Sur la base de 615 315 résidents, les résidents d’Ehpad représentent donc plus de 50 millions d’admissions et de passages aux urgences non suivis d’hospitalisations par an. Un enjeu énorme, et un réservoir d’efficience qui l’est tout aussi. Bonne nouvelle : les intentions et des solutions sont déjà sur la table.
Remédicaliser les Ehpad : subsidiarité + exercice collectif augmenté
Renforcer la médicalisation des Ehpad est une nécessité pour réduire les hospitalisations évitables et soulager l’hôpital.

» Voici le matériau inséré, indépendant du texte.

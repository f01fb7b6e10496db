//! Versioned artifact publication.
//!
//! A publish writes the immutable `supergraph-<version>.graphql` first and
//! only then overwrites `supergraph-latest.graphql` with the same bytes. A
//! reader of the latest key therefore never sees a missing or half-published
//! supergraph: either the previous one or the new one.

use std::path::PathBuf;
use std::sync::Arc;
use std::time::Duration;

use async_trait::async_trait;
use thiserror::Error;
use tracing::{error, info, instrument};

use crate::artifact::{SupergraphArtifact, LATEST_KEY};
use crate::diagnostic::SyncError;
use crate::tools::{run_tool, ToolError};

#[derive(Debug, Error)]
#[error("{0}")]
pub struct StoreError(pub String);

impl From<ToolError> for StoreError {
    fn from(err: ToolError) -> Self {
        Self(err.to_string())
    }
}

impl From<std::io::Error> for StoreError {
    fn from(err: std::io::Error) -> Self {
        Self(err.to_string())
    }
}

/// Durable storage addressed by key.
#[async_trait]
pub trait ArtifactStore: Send + Sync {
    /// Writes `content` under `key`, replacing what was there. A reader must
    /// see either the old or the new content, never a partial write.
    async fn put(&self, key: &str, content: &[u8]) -> Result<(), StoreError>;

    /// Externally visible address of `key`.
    fn location(&self, key: &str) -> String;
}

/// Google Cloud Storage through `gsutil`.
#[derive(Debug, Clone)]
pub struct GcsStore {
    bucket: String,
    timeout: Duration,
}

impl GcsStore {
    /// `bucket` is a `gs://bucket[/prefix]` URL.
    pub fn new(bucket: impl Into<String>, timeout: Duration) -> Self {
        Self {
            bucket: bucket.into().trim_end_matches('/').to_string(),
            timeout,
        }
    }

    fn args(&self, source: &str, key: &str) -> Vec<String> {
        let mut args = vec![
            "-q".to_string(),
            "-h".to_string(),
            "Content-Type:text/plain; charset=utf-8".to_string(),
        ];
        // The gateway polls the pointer; a cached copy would hide a publish.
        if key == LATEST_KEY {
            args.push("-h".to_string());
            args.push("Cache-Control:no-cache, max-age=0".to_string());
        }
        args.extend(["cp".to_string(), source.to_string(), self.location(key)]);
        args
    }
}

#[async_trait]
impl ArtifactStore for GcsStore {
    async fn put(&self, key: &str, content: &[u8]) -> Result<(), StoreError> {
        let staged = tempfile::NamedTempFile::new()?;
        tokio::fs::write(staged.path(), content).await?;
        let source = staged.path().display().to_string();

        run_tool("gsutil", &self.args(&source, key), self.timeout).await?;
        Ok(())
    }

    fn location(&self, key: &str) -> String {
        format!("{}/{}", self.bucket, key)
    }
}

/// A local directory. Writes go to a temp file that is renamed into place.
#[derive(Debug, Clone)]
pub struct LocalStore {
    dir: PathBuf,
}

impl LocalStore {
    pub fn new(dir: impl Into<PathBuf>) -> Self {
        Self { dir: dir.into() }
    }
}

#[async_trait]
impl ArtifactStore for LocalStore {
    async fn put(&self, key: &str, content: &[u8]) -> Result<(), StoreError> {
        tokio::fs::create_dir_all(&self.dir).await?;
        let staging = self.dir.join(format!(".{}.partial", key));
        tokio::fs::write(&staging, content).await?;
        tokio::fs::rename(&staging, self.dir.join(key)).await?;
        Ok(())
    }

    fn location(&self, key: &str) -> String {
        self.dir.join(key).display().to_string()
    }
}

/// Where a publish put the supergraph. Both paths hold identical bytes.
#[derive(Debug, Clone, PartialEq, Eq)]
pub struct PublishedArtifactRefs {
    pub version_key: String,
    pub versioned_path: String,
    pub latest_path: String,
}

/// Publishes composed supergraphs to an [`ArtifactStore`].
#[derive(Clone)]
pub struct Publisher {
    store: Arc<dyn ArtifactStore>,
}

impl Publisher {
    pub fn new(store: Arc<dyn ArtifactStore>) -> Self {
        Self { store }
    }

    /// Writes the versioned copy, then moves the latest pointer.
    ///
    /// Neither write is retried. A failed latest write is reported as
    /// [`SyncError::StaleLatest`], separate from a failed versioned write.
    #[instrument(skip_all, fields(version = %artifact.version_key()))]
    pub async fn publish(&self, artifact: &SupergraphArtifact) -> Result<PublishedArtifactRefs, SyncError> {
        let versioned_key = artifact.versioned_key();
        let versioned_path = self.store.location(&versioned_key);
        let latest_path = self.store.location(LATEST_KEY);

        self.store
            .put(&versioned_key, artifact.content())
            .await
            .map_err(|e| SyncError::VersionedPublishFailed {
                path: versioned_path.clone(),
                message: e.to_string(),
            })?;
        info!(path = %versioned_path, bytes = artifact.content().len(), "versioned artifact written");

        if let Err(e) = self.store.put(LATEST_KEY, artifact.content()).await {
            error!(
                versioned_path = %versioned_path,
                latest_path = %latest_path,
                error = %e,
                "latest pointer is stale"
            );
            return Err(SyncError::StaleLatest {
                versioned_path,
                latest_path,
                message: e.to_string(),
            });
        }
        info!(path = %latest_path, "latest pointer updated");

        Ok(PublishedArtifactRefs {
            version_key: artifact.version_key().to_string(),
            versioned_path,
            latest_path,
        })
    }
}
//! Composed supergraph artifacts and their version keys.

use chrono::{DateTime, Utc};

/// Supplies the time a supergraph was produced.
pub trait Clock: Send + Sync {
    fn now(&self) -> DateTime<Utc>;
}

/// Wall clock.
#[derive(Debug, Default, Clone, Copy)]
pub struct SystemClock;

impl Clock for SystemClock {
    fn now(&self) -> DateTime<Utc> {
        Utc::now()
    }
}

/// A composed supergraph. Immutable once created.
#[derive(Debug, Clone, PartialEq, Eq)]
pub struct SupergraphArtifact {
    content: Vec<u8>,
    version_key: String,
    produced_at: DateTime<Utc>,
}

impl SupergraphArtifact {
    /// Wraps composed bytes; the version key is seconds since the epoch.
    pub fn new(content: Vec<u8>, produced_at: DateTime<Utc>) -> Self {
        Self {
            content,
            version_key: produced_at.timestamp().to_string(),
            produced_at,
        }
    }

    pub fn content(&self) -> &[u8] {
        &self.content
    }

    pub fn version_key(&self) -> &str {
        &self.version_key
    }

    pub fn produced_at(&self) -> DateTime<Utc> {
        self.produced_at
    }

    /// Storage key of the immutable copy.
    pub fn versioned_key(&self) -> String {
        format!("supergraph-{}.graphql", self.version_key)
    }
}

/// Storage key of the mutable pointer the gateway reads.
pub const LATEST_KEY: &str = "supergraph-latest.graphql";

Pour les Hauts Conseils il faut donner les moyens aux Ehpad de « prendre en charge un premier niveau de diagnostic et de traitement ». Vus la démographie médicale et les enjeux de déplacement de cette population, un « fonctionnement en binôme médecin-infirmier, en utilisant si besoin des outils d’échange numériques » est présenté comme le vecteur à développer, permettant de maintenir le suivi sur le lieu de vie des résidents.
Cette dimension de « subsidiarité » est importante, comprise comme la capacité à traiter les situations au plus près des personnes. Elle requiert donc, deuxième axe, « la structuration d’un réseau de soins de proximité renforcé dans lequel la généralisation du travail en équipe permet d’exploiter au mieux les compétences de toutes les professions ». La médiation technologique, et notamment la télémédecine assistée augmentée, paraît en être un outil essentiel. C’est la modalité utilisée depuis plus de quatre ans par la « Policlinique » TokTokDoc, dont les infirmières de télémédecine interviennent au sein de 17 Ehpad du Grand Est avec à la clé une diminution du total de journées d’hospitalisations potentiellement évitables (-25%) et une baisse significative du nombre moyen de passages aux urgences non suivis d’une hospitalisation (-27%).

Dernier besoin enfin : faire évoluer les logiques de financement pour accompagner ces transformations organisationnelles. Le Conseil de l’âge recommande « l’augmentation du volume de soins inclus et financés au sein de la dotation « soins » ». Les Ehpad verraient ainsi leurs moyens renforcés pour stabiliser l’état de santé de leurs résidents, prévenir leur glissement, installer des approches innovantes. Et pour « construire de véritables parcours gériatriques », en faisant monter la culture générale de l’ensemble des professionnels et établissements de santé sur les spécificités des publics âgés.